A fagocitose acontece depois que o corpo estranho, como uma célula bacteriana, se fixa a moléculas chamadas receptores que se encontram no exterior do fagócito. Depois, o fagócito cobre a bactéria e a prende em seu interior. A fagocitose de bactérias através de neutrófilos humanos dura aproximadamente nove minutos. Uma vez no interior do fagócito, a bactéria é aprisionada em um repartimento conhecido como fagossoma.

Depois de um minuto o fagossoma uni-se com um grânulo ou lisossoma para gerar um fagolisossoma. A bactéria aprisionada é então dominada por uma incrível bateria de técnicas de abatimento, e é liquidada em poucos minutos.

As células dendríticas e os macrófagos são tão velozes e a fagocitose pode permanecer por muitas horas nesse tipo de células. Os macrófagos são devagar e descuidados comedores, porém incluem um grande número de materiais e liberam repetidamente materiais não apreendidos de volta aos tecidos.
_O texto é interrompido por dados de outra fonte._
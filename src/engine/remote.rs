//! Repository lifecycle and synchronization with the remote.
use crate::error::{HomefilesError, Result};
use crate::git::ConfigScope;

use super::Homefiles;

/// Name of the remote sync pulls from and pushes to.
pub const ORIGIN: &str = "origin";

/// Identity keys copied into the local config before unlinking.
const IDENTITY_KEYS: [&str; 2] = ["user.name", "user.email"];

impl Homefiles {
    /// URL of the remote repository for `origin`.
    ///
    /// Anything containing `://` is taken as a URL; otherwise `origin` is a
    /// GitHub user name owning a repository called after the configured
    /// remote repository name.
    #[must_use]
    pub fn make_remote_url(&self, origin: &str) -> String {
        if origin.contains("://") {
            origin.to_string()
        } else {
            format!("git@github.com:{origin}/{}.git", self.remote_repo)
        }
    }

    /// Commit local changes, pull from and push to `origin`, relinking
    /// everything around the pull.
    ///
    /// `ask_origin` is called for a GitHub user name or URL when the
    /// repository has no `origin` remote yet.
    ///
    /// # Errors
    ///
    /// Returns [`HomefilesError::MissingGitConfig`] if no git identity is
    /// configured, or the first link, unlink or version-control failure.  A
    /// failed pull is reported after relinking.
    pub fn sync<F>(&self, message: &str, ask_origin: F) -> Result<()>
    where
        F: FnOnce() -> Result<String>,
    {
        self.log.stage("Syncing with remote");

        if self.vcs.has_uncommitted_changes()? {
            self.vcs.commit(message, true)?;
        }

        if !self.dry_run {
            let remotes = self.vcs.remote_list()?;
            if !remotes.lines().any(|r| r.trim() == ORIGIN) {
                let origin = ask_origin()?;
                self.vcs
                    .add_remote(ORIGIN, &self.make_remote_url(origin.trim()))?;
            }

            // The global gitconfig may itself be a managed symlink that the
            // unlink below removes; the merge commit still needs an identity.
            for key in IDENTITY_KEYS {
                self.populate_local_gitconfig(key)?;
            }
        }

        self.unlink(false)?;
        let pulled = self.vcs.pull_origin();
        self.relink()?;
        pulled?;

        self.vcs.push_origin()?;
        Ok(())
    }

    fn populate_local_gitconfig(&self, key: &str) -> Result<()> {
        if self.vcs.read_config(key, ConfigScope::Local)?.is_some() {
            return Ok(());
        }
        let value = self
            .vcs
            .read_config(key, ConfigScope::Global)?
            .ok_or_else(|| HomefilesError::MissingGitConfig(key.to_string()))?;
        self.log.debug(&format!("copying {key} into local git config"));
        self.vcs.write_config(key, &value, ConfigScope::Local)?;
        Ok(())
    }

    /// Clone the repository for `origin` next to the configured repository
    /// path and move it into place.
    ///
    /// # Errors
    ///
    /// Returns the mapped clone failure, or an error if the clone cannot be
    /// moved to the repository path.
    pub fn clone(&self, origin: &str) -> Result<()> {
        let url = self.make_remote_url(origin);
        let parent = self
            .repo
            .parent()
            .ok_or_else(|| HomefilesError::PathNotFound(self.repo.clone()))?;
        self.log.stage(&format!("Cloning {url}"));

        let name = self.vcs.clone_repository(&url, parent)?;
        let cloned = parent.join(&name);
        if cloned == self.repo {
            return Ok(());
        }

        if self.dry_run {
            self.log.dry_run(&format!(
                "would move {} -> {}",
                cloned.display(),
                self.repo.display()
            ));
            return Ok(());
        }
        self.mutator().rename(&cloned, &self.repo, None)
    }

    /// Create an empty repository at the configured path.
    ///
    /// An existing repository is left alone with a warning.
    ///
    /// # Errors
    ///
    /// Returns an error if the directory cannot be created or git fails.
    pub fn init(&self) -> Result<()> {
        if self.repo.exists() {
            self.log.warn(&format!(
                "homefiles repo already exists at '{}'",
                self.repo.display()
            ));
            return Ok(());
        }

        self.log
            .stage(&format!("Initializing {}", self.repo.display()));
        self.mutator().makedirs(&self.repo, None)?;
        self.vcs.init_repository()?;
        Ok(())
    }
}

#[cfg(all(test, unix))]
#[allow(clippy::expect_used, clippy::unwrap_used, clippy::indexing_slicing)]
mod tests {
    use std::cell::Cell;
    use std::sync::{Arc, Mutex};

    use mockall::Sequence;

    use super::super::test_support::Fixture;
    use super::*;
    use crate::error::GitError;
    use crate::git::MockVersionControl;
    use crate::platform::Platform;

    fn no_origin() -> Result<String> {
        Err(HomefilesError::Config("unexpected prompt".to_string()))
    }

    /// Mock with an origin and a local identity already configured.
    fn ready_vcs() -> MockVersionControl {
        let mut vcs = MockVersionControl::new();
        vcs.expect_has_uncommitted_changes().returning(|| Ok(false));
        vcs.expect_remote_list()
            .returning(|| Ok("origin\n".to_string()));
        vcs.expect_read_config()
            .withf(|_, scope| *scope == ConfigScope::Local)
            .returning(|_, _| Ok(Some("set".to_string())));
        vcs
    }

    #[test]
    fn remote_url_for_user_name() {
        let fx = Fixture::new();
        let hf = fx.engine(MockVersionControl::new(), false);
        assert_eq!(
            hf.make_remote_url("alice"),
            "git@github.com:alice/.homefiles.git"
        );
    }

    #[test]
    fn remote_url_passes_urls_through() {
        let fx = Fixture::new();
        let hf = fx.engine(MockVersionControl::new(), false);
        assert_eq!(
            hf.make_remote_url("https://example.com/dots.git"),
            "https://example.com/dots.git"
        );
    }

    #[test]
    fn sync_commits_pulls_relinks_and_pushes_in_order() {
        let fx = Fixture::new();
        fx.repo_file("Default/.bashrc", "");
        let mut seq = Sequence::new();
        let mut vcs = MockVersionControl::new();
        vcs.expect_has_uncommitted_changes()
            .times(1)
            .in_sequence(&mut seq)
            .returning(|| Ok(true));
        vcs.expect_commit()
            .withf(|message, all| message == "Sync" && *all)
            .times(1)
            .in_sequence(&mut seq)
            .returning(|_, _| Ok(()));
        vcs.expect_remote_list()
            .times(1)
            .in_sequence(&mut seq)
            .returning(|| Ok("origin\n".to_string()));
        vcs.expect_read_config()
            .returning(|_, _| Ok(Some("set".to_string())));
        vcs.expect_pull_origin()
            .times(1)
            .returning(|| Ok(()));
        vcs.expect_push_origin()
            .times(1)
            .returning(|| Ok(()));
        let hf = fx.engine(vcs, false);

        hf.sync("Sync", no_origin).unwrap();

        assert!(fx.root.join(".bashrc").symlink_metadata().is_ok());
    }

    #[test]
    fn sync_asks_for_origin_when_missing() {
        let fx = Fixture::new();
        let mut vcs = MockVersionControl::new();
        vcs.expect_has_uncommitted_changes().returning(|| Ok(false));
        vcs.expect_remote_list().returning(|| Ok(String::new()));
        vcs.expect_add_remote()
            .withf(|name, url| name == "origin" && url == "git@github.com:alice/.homefiles.git")
            .times(1)
            .returning(|_, _| Ok(()));
        vcs.expect_read_config()
            .returning(|_, _| Ok(Some("set".to_string())));
        vcs.expect_pull_origin().returning(|| Ok(()));
        vcs.expect_push_origin().returning(|| Ok(()));
        let hf = fx.engine(vcs, false);

        let asked = Cell::new(false);
        hf.sync("Sync", || {
            asked.set(true);
            Ok(" alice\n".to_string())
        })
        .unwrap();
        assert!(asked.get());
    }

    #[test]
    fn sync_copies_global_identity_into_local_config() {
        let fx = Fixture::new();
        let written = Arc::new(Mutex::new(Vec::new()));
        let sink = written.clone();

        let mut vcs = MockVersionControl::new();
        vcs.expect_has_uncommitted_changes().returning(|| Ok(false));
        vcs.expect_remote_list()
            .returning(|| Ok("origin\n".to_string()));
        vcs.expect_read_config().returning(|key, scope| match scope {
            ConfigScope::Local => Ok(None),
            ConfigScope::Global => Ok(Some(format!("global {key}"))),
        });
        vcs.expect_write_config()
            .withf(|_, _, scope| *scope == ConfigScope::Local)
            .returning(move |key, value, _| {
                sink.lock().unwrap().push((key.to_string(), value.to_string()));
                Ok(())
            });
        vcs.expect_pull_origin().returning(|| Ok(()));
        vcs.expect_push_origin().returning(|| Ok(()));
        let hf = fx.engine(vcs, false);

        hf.sync("Sync", no_origin).unwrap();

        assert_eq!(
            *written.lock().unwrap(),
            vec![
                ("user.name".to_string(), "global user.name".to_string()),
                ("user.email".to_string(), "global user.email".to_string()),
            ]
        );
    }

    #[test]
    fn sync_without_identity_fails_before_unlinking() {
        let fx = Fixture::new();
        fx.repo_file("Default/.bashrc", "");
        let hf = fx.engine(MockVersionControl::new(), false);
        hf.link(&[]).unwrap();
        drop(hf);

        let mut vcs = MockVersionControl::new();
        vcs.expect_has_uncommitted_changes().returning(|| Ok(false));
        vcs.expect_remote_list()
            .returning(|| Ok("origin\n".to_string()));
        vcs.expect_read_config().returning(|_, _| Ok(None));
        let hf = fx.engine(vcs, false);

        let err = hf.sync("Sync", no_origin).unwrap_err();

        assert!(matches!(err, HomefilesError::MissingGitConfig(ref key) if key == "user.name"));
        assert!(fx.root.join(".bashrc").symlink_metadata().is_ok());
    }

    #[test]
    fn sync_relinks_even_when_pull_fails() {
        let fx = Fixture::new();
        fx.repo_file("Work/.gitconfig", "");
        let hf = fx.engine(MockVersionControl::new(), false);
        hf.link(&["Work".to_string()]).unwrap();
        drop(hf);

        let mut vcs = ready_vcs();
        vcs.expect_pull_origin().times(1).returning(|| {
            Err(GitError::ProcessFailed {
                args: "pull origin master".to_string(),
                code: 1,
                stdout: String::new(),
                stderr: "conflict".to_string(),
            })
        });
        vcs.expect_push_origin().never();
        let hf = fx.engine(vcs, false);

        let err = hf.sync("Sync", no_origin).unwrap_err();

        assert!(matches!(err, HomefilesError::Git(GitError::ProcessFailed { .. })));
        assert!(fx.root.join(".gitconfig").symlink_metadata().is_ok());
        assert_eq!(hf.state.read().unwrap(), vec!["Work"]);
    }

    #[test]
    fn dry_run_sync_skips_remote_setup() {
        let fx = Fixture::new();
        let mut vcs = MockVersionControl::new();
        vcs.expect_has_uncommitted_changes().returning(|| Ok(false));
        vcs.expect_remote_list().never();
        vcs.expect_read_config().never();
        vcs.expect_pull_origin().returning(|| Ok(()));
        vcs.expect_push_origin().returning(|| Ok(()));
        let hf = fx.engine(vcs, true);

        hf.sync("Sync", no_origin).unwrap();
    }

    #[test]
    fn clone_moves_checkout_into_place() {
        let fx = Fixture::new();
        let mut config = fx.config();
        config.repo = fx.root.join("dotfiles");
        let parent = fx.root.clone();

        let mut vcs = MockVersionControl::new();
        vcs.expect_clone_repository()
            .withf(|url, _| url == "git@github.com:alice/.homefiles.git")
            .times(1)
            .returning(move |_, into| {
                std::fs::create_dir(into.join(".homefiles-clone")).unwrap();
                Ok(".homefiles-clone".to_string())
            });
        let hf = Homefiles::new(
            &config,
            Platform::new("Linux", None),
            Box::new(vcs),
            fx.log.clone(),
            false,
        )
        .unwrap();

        hf.clone("alice").unwrap();

        assert!(parent.join("dotfiles").is_dir());
        assert!(!parent.join(".homefiles-clone").exists());
    }

    #[test]
    fn clone_surfaces_mapped_errors() {
        let fx = Fixture::new();
        let mut vcs = MockVersionControl::new();
        vcs.expect_clone_repository()
            .returning(|_, _| Err(GitError::NotAuthorizedToClone));
        let hf = fx.engine(vcs, false);

        let err = hf.clone("alice").unwrap_err();
        assert_eq!(err.to_string(), "permission denied: add an SSH key to GitHub");
    }

    #[test]
    fn init_creates_repo_and_runs_git() {
        let fx = Fixture::new();
        let mut config = fx.config();
        config.repo = fx.root.join("fresh/repo");

        let mut vcs = MockVersionControl::new();
        vcs.expect_init_repository().times(1).returning(|| Ok(()));
        let hf = Homefiles::new(
            &config,
            Platform::new("Linux", None),
            Box::new(vcs),
            fx.log.clone(),
            false,
        )
        .unwrap();

        hf.init().unwrap();
        assert!(fx.root.join("fresh/repo").is_dir());
    }

    #[test]
    fn init_existing_repo_only_warns() {
        let fx = Fixture::new();
        let mut vcs = MockVersionControl::new();
        vcs.expect_init_repository().never();
        let hf = fx.engine(vcs, false);

        hf.init().unwrap();
        assert_eq!(fx.log.messages("warn").len(), 1);
    }
}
Esses restos atuam como um sinal para reunir mais fagócitos a começar do sangue. Os fagócitos apreendem praticamente tudo; os estudiosos já nutriram macrófagos com fragmentos de ferro e, depois, utilizaram um pequeno ímã para desprendê-los das demais células em uma mistura.

Os fagócitos têm vários modelos de receptores no seu exterior que são utilizados para unir materiais. Abrangem receptores de scavenger, opsonina e toll-like.

Os receptores de opsonina expandem a fagocitose de bactérias que foram envolvidas por anticorpos adicionais ou IgG. Adicional é a nomenclatura oferecida a uma sequência complicada de moléculas de proteína achadas no sangue, ou indicam células destruídas, ou ainda indicam células para destruição.

Os receptores scavenger unem-se a uma vasta diversidade de moléculas no exterior de células bacterianas. Já os receptores Toll-like unem-se a moléculas mais precisa. A união a receptores Toll-like expande a fagocitose e possibilita que o fagócito solte um conjunto de hormônios que geram a inflamação.

Origem evolutiva

A fagocitose é um método freqüente e certamente surgir cedo na evolução, se desenvolvendo primeiramente em seres eucariotas unicelulares. As amebas são protistas unicelulares que se desprenderam da porção que levou aos metazoários, logo após a diferenciação das plantas, porém compartilham vários cargos específicos com as células fagocitárias dos mamíferos.

Antes da construção dos corpos frutificantes, as células podem viajar por muitos dias. No decorrer desse período, o contato com agentes patogênicos bacterianos ou toxinas é capaz de prejudicar a conservação da ameba, por limitar geração de esporos.

Os fagócitos acontecem no decorrer do reino animal, com inicio nas esponjas marinhas indo até os insetos e vertebrados inferiores e superiores. A capacidade das amebas em diferenciar os elementos próprios e os elementos estranhos é à base do sistema imunitário de várias espécies.